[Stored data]
##############################

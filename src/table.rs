//! On-disk meaning tables.
//!
//! Each language has its own directory holding one `<id>.json` file per
//! table. Files are written with tab indentation and a fixed field order so
//! they diff cleanly under version control.

use crate::error::TableError;
use serde::{Deserialize, Serialize};
use serde_json::{Map, Value};
use std::collections::BTreeMap;
use std::path::{Path, PathBuf};

/// File extension of table files.
const TABLE_EXTENSION: &str = "json";

/// Which wording set of a table an entry belongs to.
#[derive(Debug, Clone, Copy, PartialEq, Eq, PartialOrd, Ord, Hash)]
pub enum EntryList {
    /// The `entries` list.
    Primary,
    /// The `entries2` list.
    Secondary,
}

/// A single meaning table.
#[derive(Debug, Clone, PartialEq, Serialize, Deserialize)]
pub struct Table {
    /// Identifier, identical across languages.
    pub id: String,

    /// Display name.
    pub name: String,

    /// Primary entries.
    #[serde(default)]
    pub entries: Vec<String>,

    /// Alternate wording of the same meanings, if the table has one.
    #[serde(default, skip_serializing_if = "Option::is_none")]
    pub entries2: Option<Vec<String>>,

    /// Fields this tool does not interpret, kept so rewrites don't drop them.
    #[serde(flatten)]
    pub extra: Map<String, Value>,
}

impl Table {
    /// Creates a table without secondary entries.
    pub fn new(id: impl Into<String>, name: impl Into<String>, entries: Vec<String>) -> Self {
        Self {
            id: id.into(),
            name: name.into(),
            entries,
            entries2: None,
            extra: Map::new(),
        }
    }

    /// Returns the given entry list, if the table has it.
    pub fn entry_list(&self, list: EntryList) -> Option<&[String]> {
        match list {
            EntryList::Primary => Some(&self.entries),
            EntryList::Secondary => self.entries2.as_deref(),
        }
    }

    /// Overwrites one entry position, leaving every other position as is.
    ///
    /// A position equal to the list length appends. Anything further is
    /// rejected so a stray index can't grow the list. A secondary write on a
    /// table without `entries2` creates the list.
    pub fn set_entry(
        &mut self,
        list: EntryList,
        position: usize,
        value: String,
    ) -> Result<(), TableError> {
        let had_secondary = self.entries2.is_some();
        let entries = match list {
            EntryList::Primary => &mut self.entries,
            EntryList::Secondary => self.entries2.get_or_insert_with(Vec::new),
        };

        let len = entries.len();
        match position.cmp(&len) {
            std::cmp::Ordering::Less => entries[position] = value,
            std::cmp::Ordering::Equal => entries.push(value),
            std::cmp::Ordering::Greater => {
                if !had_secondary {
                    self.entries2 = None;
                }
                return Err(TableError::PositionOutOfRange {
                    table: self.id.clone(),
                    list,
                    position,
                    len,
                });
            }
        }
        Ok(())
    }

    /// Serializes the table in its on-disk form.
    pub fn to_json(&self) -> Result<String, serde_json::Error> {
        let mut buffer = Vec::new();
        let formatter = serde_json::ser::PrettyFormatter::with_indent(b"\t");
        let mut serializer = serde_json::Serializer::with_formatter(&mut buffer, formatter);
        self.serialize(&mut serializer)?;

        let mut json = String::from_utf8_lossy(&buffer).into_owned();
        json.push('\n');
        Ok(json)
    }
}

/// All tables of one language, ordered by identifier.
#[derive(Debug, Clone, Default)]
pub struct Collection {
    /// Language code, e.g. `en`.
    pub language: String,
    tables: BTreeMap<String, Table>,
}

impl Collection {
    /// Creates an empty collection.
    pub fn new(language: impl Into<String>) -> Self {
        Self {
            language: language.into(),
            tables: BTreeMap::new(),
        }
    }

    /// Adds or replaces a table.
    pub fn insert(&mut self, table: Table) {
        self.tables.insert(table.id.clone(), table);
    }

    /// Looks up a table by identifier.
    pub fn get(&self, id: &str) -> Option<&Table> {
        self.tables.get(id)
    }

    /// Returns true if a table with this identifier exists.
    pub fn contains(&self, id: &str) -> bool {
        self.tables.contains_key(id)
    }

    /// Iterates tables in identifier order.
    pub fn tables(&self) -> impl Iterator<Item = &Table> {
        self.tables.values()
    }

    pub fn len(&self) -> usize {
        self.tables.len()
    }

    pub fn is_empty(&self) -> bool {
        self.tables.is_empty()
    }
}

/// Table files of a single language directory.
#[derive(Debug, Clone)]
pub struct TableStore {
    language: String,
    directory: PathBuf,
}

impl TableStore {
    /// Creates a store for `<tables_root>/<language>`.
    pub fn new(tables_root: &Path, language: &str) -> Self {
        Self {
            language: language.to_string(),
            directory: tables_root.join(language),
        }
    }

    /// Language served by this store.
    pub fn language(&self) -> &str {
        &self.language
    }

    /// Directory holding the table files.
    pub fn directory(&self) -> &Path {
        &self.directory
    }

    /// Path of the file for a table identifier.
    pub fn table_path(&self, id: &str) -> Result<PathBuf, TableError> {
        validate_id(id)?;
        Ok(self
            .directory
            .join(format!("{}.{}", id, TABLE_EXTENSION)))
    }

    /// Loads every `*.json` table in the directory.
    pub fn load_collection(&self) -> Result<Collection, TableError> {
        let read_error = |source| TableError::Read {
            path: self.directory.clone(),
            source,
        };

        let mut collection = Collection::new(&self.language);
        for dir_entry in std::fs::read_dir(&self.directory).map_err(read_error)? {
            let path = dir_entry.map_err(read_error)?.path();
            let is_table = path.is_file()
                && path.extension().and_then(|e| e.to_str()) == Some(TABLE_EXTENSION);
            if !is_table {
                continue;
            }
            if let Some(stem) = path.file_stem().and_then(|s| s.to_str()) {
                collection.insert(read_table(&path, stem)?);
            }
        }

        Ok(collection)
    }

    /// Loads a single table by identifier.
    pub fn load_table(&self, id: &str) -> Result<Table, TableError> {
        let path = self.table_path(id)?;
        if !path.is_file() {
            return Err(TableError::NotFound(id.to_string()));
        }
        read_table(&path, id)
    }

    /// Writes a table, creating the language directory if needed.
    pub fn save_table(&self, table: &Table) -> Result<PathBuf, TableError> {
        let path = self.table_path(&table.id)?;
        let write_error = |source| TableError::Write {
            path: path.clone(),
            source,
        };

        std::fs::create_dir_all(&self.directory).map_err(write_error)?;

        let json = table.to_json().map_err(|source| TableError::Parse {
            path: path.clone(),
            source,
        })?;
        std::fs::write(&path, json).map_err(write_error)?;

        Ok(path)
    }
}

/// Reads a table file whose `id` field must match its file name.
fn read_table(path: &Path, expected_id: &str) -> Result<Table, TableError> {
    let content = std::fs::read_to_string(path).map_err(|source| TableError::Read {
        path: path.to_path_buf(),
        source,
    })?;

    let table: Table = serde_json::from_str(&content).map_err(|source| TableError::Parse {
        path: path.to_path_buf(),
        source,
    })?;

    if table.id != expected_id {
        return Err(TableError::IdMismatch {
            path: path.to_path_buf(),
            id: table.id,
        });
    }
    Ok(table)
}

/// Rejects identifiers that would escape the language directory.
fn validate_id(id: &str) -> Result<(), TableError> {
    let invalid = id.is_empty()
        || id == "."
        || id == ".."
        || id.contains(['/', '\\'])
        || id.chars().any(char::is_control);

    if invalid {
        return Err(TableError::InvalidId(id.to_string()));
    }
    Ok(())
}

##############################

§ **DIRECTIONS FOR THIS TASK**
Which lines of the data contain the word "Ordering"? Copy each one.

§ **WRITTEN RESPONSE**
            std::cmp::Ordering::Less => entries[position] = value,
            std::cmp::Ordering::Equal => entries.push(value),
            std::cmp::Ordering::Greater => {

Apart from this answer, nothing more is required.